Oleh : Fitrianti Mariam Hakim*
Muhammad bin Idris Asy-Syafi’i adalah anak dari paman Rasulullah Saw. dengan garis keturunan bertemu dengan beliau pada kakeknya yang bernama Abdul Manaf. Rasulullah berasal dari ketururnan Hasyim bin Abdi Manaf, sedangkan Imam Asy-Syafi’i berasal dari keturunan Abdul Muthalib bin Abdi Manaf. Sebagaimana yang disabdakan Nabi dalam sebuah hadis,
إنما بنو المطلب، وبنو هاشم شيء واحد
“Sesungguhnya keturunan Al-Muthalib dan keturunan Hasyim adalah satu. (HR.Al-Bukhari, 6/616, Abu Dawud, no. 2962, dan An-Nasa’i, 7/130-131)
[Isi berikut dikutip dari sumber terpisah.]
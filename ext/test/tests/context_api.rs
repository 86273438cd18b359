//! End-to-end tests of the `Context` API: callbacks, overrides, imports,
//! roots, failure reports and concurrent use.

use jcr_test::prelude::*;
use pretty_assertions::assert_eq;
use serde_json::json;
use std::sync::Arc;
use std::thread;
use tracing_subscriber::{EnvFilter, FmtSubscriber};

#[ctor::ctor]
fn init_tracing() {
    let subscriber = FmtSubscriber::builder()
        .with_env_filter(EnvFilter::from_default_env())
        .with_test_writer()
        .finish();
    let _ = tracing::subscriber::set_global_default(subscriber);
}

// ═══════════════════════════════════════════════════════════════════════════════
// Overrides
// ═══════════════════════════════════════════════════════════════════════════════

#[test]
fn override_leaves_base_context_alone() {
    let base = Context::new("[ $n * ] $n =: 0..2").unwrap();
    let data = json!([1, 2]);
    assert!(base.evaluate(&data, None).unwrap().success);

    let overridden = base.with_override("$n =: 0..1").unwrap();
    assert!(!overridden.evaluate(&data, None).unwrap().success);
    assert!(base.evaluate(&data, None).unwrap().success);
}

#[test]
fn override_may_reference_base_rules() {
    let base = Context::new("$port =: 0..65535 $host =: fqdn { \"port\" : $port }").unwrap();
    let over = base
        .with_override("$server = { \"host\" : $host, \"port\" : $port }")
        .unwrap();
    let data = json!({"host": "example.com", "port": 8080});
    assert!(over.evaluate(&data, Some("server")).unwrap().success);
    assert_eq!(
        base.evaluate(&data, Some("server")).unwrap_err(),
        JcrError::NoSuchRoot { name: "server".into() }
    );
}

// ═══════════════════════════════════════════════════════════════════════════════
// Imports
// ═══════════════════════════════════════════════════════════════════════════════

#[test]
fn imported_rules_are_qualified() {
    let loader = MemoryLoader::new()
        .with("urn:net", "$port =: 0..65535 $ports = [ $port + ]")
        .with("urn:names", "$label =: /^[a-z]+$/");
    let ctx = Context::builder()
        .loader(loader)
        .ingest(
            "# import urn:net as net\n# import urn:names\n{ \"ports\" : $net.ports, \"name\" : $label }",
        )
        .unwrap();

    assert!(ctx.mapping().contains("net.port"));
    assert!(ctx.mapping().contains("label"));
    assert!(ctx.evaluate(&json!({"ports": [80, 443], "name": "web"}), None).unwrap().success);
    assert!(!ctx.evaluate(&json!({"ports": [80, 70000], "name": "web"}), None).unwrap().success);
}

#[test]
fn broken_import_is_an_ingestion_error() {
    let loader = MemoryLoader::new().with("urn:bad", "$x = [ ");
    let err = Context::builder()
        .loader(loader)
        .ingest("# import urn:bad as b\n[ integer ]")
        .unwrap_err();
    assert!(matches!(err, JcrError::ImportFailed { ref uri, .. } if uri == "urn:bad"), "{err}");
}

#[test]
fn network_imports_are_rejected_by_the_file_loader() {
    let err = Context::new("# import https://example.com/types.jcr\n[ integer ]").unwrap_err();
    assert!(matches!(err, JcrError::ImportFailed { .. }), "{err}");
}

// ═══════════════════════════════════════════════════════════════════════════════
// Callbacks
// ═══════════════════════════════════════════════════════════════════════════════

#[test]
fn callback_sees_every_evaluation_of_its_rule() {
    let mut ctx = Context::new("{ \"a\" : $n, \"b\" : [ $n * ] } $n =: integer").unwrap();
    let counter = CountingCallback::new();
    ctx.register_callback("n", counter.clone());

    assert!(ctx.evaluate(&json!({"a": 1, "b": [2, 3]}), None).unwrap().success);
    assert_eq!(counter.true_count(), 3);
    assert_eq!(counter.false_count(), 0);
}

#[test]
fn callback_can_reject_and_accept() {
    let mut ctx = Context::new("[ $n * ] $n =: integer").unwrap();

    ctx.register_callback("n", FixedCallback::reason("only strings today"));
    let trace = ctx.evaluate_with_trace(&json!([1]), None).unwrap();
    assert!(!trace.result.success);
    assert!(trace
        .failure_report()
        .iter()
        .any(|line| line.ends_with("because only strings today")));

    ctx.register_callback("n", CountingCallback::new().on_false(CallbackOutcome::Pass));
    assert!(ctx.evaluate(&json!(["one", "two"]), None).unwrap().success);
}

// ═══════════════════════════════════════════════════════════════════════════════
// Roots and failure reports
// ═══════════════════════════════════════════════════════════════════════════════

#[test]
fn failure_report_names_each_failed_root() {
    let ctx = Context::new(
        r#"@{root} $root = [ 0..2 *2, ( "foo" | "bar" ) ]
           { "x" : integer }"#,
    )
    .unwrap();
    let result = ctx.evaluate(&json!([1, 2, "fuz"]), None).unwrap();
    assert!(!result.success);

    let report = ctx.failure_report();
    let headings: Vec<&String> = report.iter().filter(|line| line.starts_with("- ")).collect();
    assert_eq!(
        headings,
        vec!["- Failures for root rule named 'root'", "- Failures for root rule at line 2"]
    );
    assert!(report.iter().any(|line| line.contains("\"fuz\" failed rule")));

    assert!(ctx.evaluate(&json!({"x": 1}), None).unwrap().success);
    assert!(ctx.failure_report().is_empty());
}

#[test]
fn requested_root_errors() {
    let ctx = Context::new("$m = \"m\" : integer $a = { $m }").unwrap();
    assert_eq!(ctx.evaluate(&json!([]), None).unwrap_err(), JcrError::NoRoots);
    assert_eq!(
        ctx.evaluate(&json!({"m": 1}), Some("m")).unwrap_err(),
        JcrError::RootIsMemberRule { name: "m".into() }
    );
}

#[test]
fn ingest_shorthand_with_alias() {
    let ctx = jcr::ingest("$n =: integer [ $n ]", false, Some("lib")).unwrap();
    assert!(ctx.mapping().contains("lib.n"));
    assert!(ctx.evaluate(&json!([3]), None).unwrap().success);
}

// ═══════════════════════════════════════════════════════════════════════════════
// Concurrency
// ═══════════════════════════════════════════════════════════════════════════════

#[test]
fn contexts_evaluate_concurrently() {
    let ctx = Arc::new(Context::new("$tree = [ ( integer | $tree ) * ] $tree").unwrap());
    let handles: Vec<_> = (0..4)
        .map(|i| {
            let ctx = Arc::clone(&ctx);
            thread::spawn(move || {
                let good = json!([i, [i, [i]]]);
                let bad = json!([i, ["x"]]);
                (0..50).all(|_| {
                    let good = ctx.evaluate_with_trace(&good, None).unwrap();
                    let bad = ctx.evaluate_with_trace(&bad, None).unwrap();
                    good.result.success && !bad.result.success && !bad.failed_roots.is_empty()
                })
            })
        })
        .collect();
    for handle in handles {
        assert!(handle.join().unwrap());
    }
}
//! Member rules: one key/value pair of an object.

use super::{evaluate_rule, EvalContext, EvaluationResult, Subject};
use crate::rule::{MemberDef, Rule};
use serde_json::Value;

/// Evaluate a member rule against a key and its value.
///
/// `None` for both means the key is absent. The member's own `@{not}` is
/// left to the object evaluator, which applies it after repetition
/// accounting.
pub(super) fn evaluate(
    rule: &Rule,
    member: &MemberDef,
    key: Option<&str>,
    value: Option<&Value>,
    ctx: &mut EvalContext<'_>,
) -> EvaluationResult {
    ctx.frame(rule, Subject::Member(key, value), false, |ctx| match (key, value) {
        (Some(key), Some(value)) if member.matcher.matches(key) => {
            let result = evaluate_rule(&member.target, value, ctx, None);
            let result = if result.success {
                EvaluationResult::pass()
            } else {
                EvaluationResult::fail(format!(
                    "member {} has the wrong value: {}",
                    Value::String(key.to_string()),
                    result.reason.as_deref().unwrap_or("value mismatch")
                ))
            };
            result.found(true)
        }
        (Some(key), Some(_)) => EvaluationResult::fail(format!(
            "member name {} does not match {}",
            Value::String(key.to_string()),
            member.matcher
        )),
        _ => EvaluationResult::fail(format!("member {} not found", member.matcher)),
    })
}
Imam An-Nawawi berkata, “Ketahuilah bahwa seungguhnya Imam Asy-Syafi’i adalah termasuk manusia pilihan yang mempunyai akhlak mulia dan mempunyai peran yang sangat penting dalam sejarah Islam. Pada diri Imam Asy-Syafi’i terkumpul berbagai macam kemuliaan karunia Allah, diantaranya adalah nasab yang suci bertemu dengan nasab Rasulullah dalam satu nasab dan garis keturunan yang sangat baik. Ini semua merupakan kemuliaan paling tinggi yang tidak ternilai dengan materi.
Karir dan Keilmuan
Di luar itu, kecerdasan Imam Asy-Syafi;i sudah nampak sejak kecil. Pada awal menuntut ilmu, Imam Syafi’i berkata, “Aku adalah seorang yatim di bawah asuhan ibuku. Ibuku tidak mempunyai dana guna membayar seorang guru untuk mengajariku. Namun, seorang guru telah mengizinkanku untuk belajar dengannya ketika ia mengajar yang lain.” Kemudian, setelah Imam Asy-Syafi’i selesai mengkhatamkan al-Qur’an, ia melanjutkan menghafalkan hadis-hadis dan permasalahan-permasalahan agama. Yang pada waktu itu, Imam Asy-Syafi’i masih tinggal di Makkah, di suku Khaif.
Dalam keadaan yang demikian terbatas itu, pada suatu hari Imam Syafi’i melantunkan syair. Terdapat Sekertaris Ubay memacu kendarannya untuk mendekati Imam Asy-Syafi’i, kemudian berkata, “Orang sepertimu akan kehilangan muru’ah kalau hanya seperti ini saja. Dimana kemampuanmu di bidang fikih?” Pada peristiwa inilah, Imam Asy-Syafi’i tergerak untuk mempelajari fikih.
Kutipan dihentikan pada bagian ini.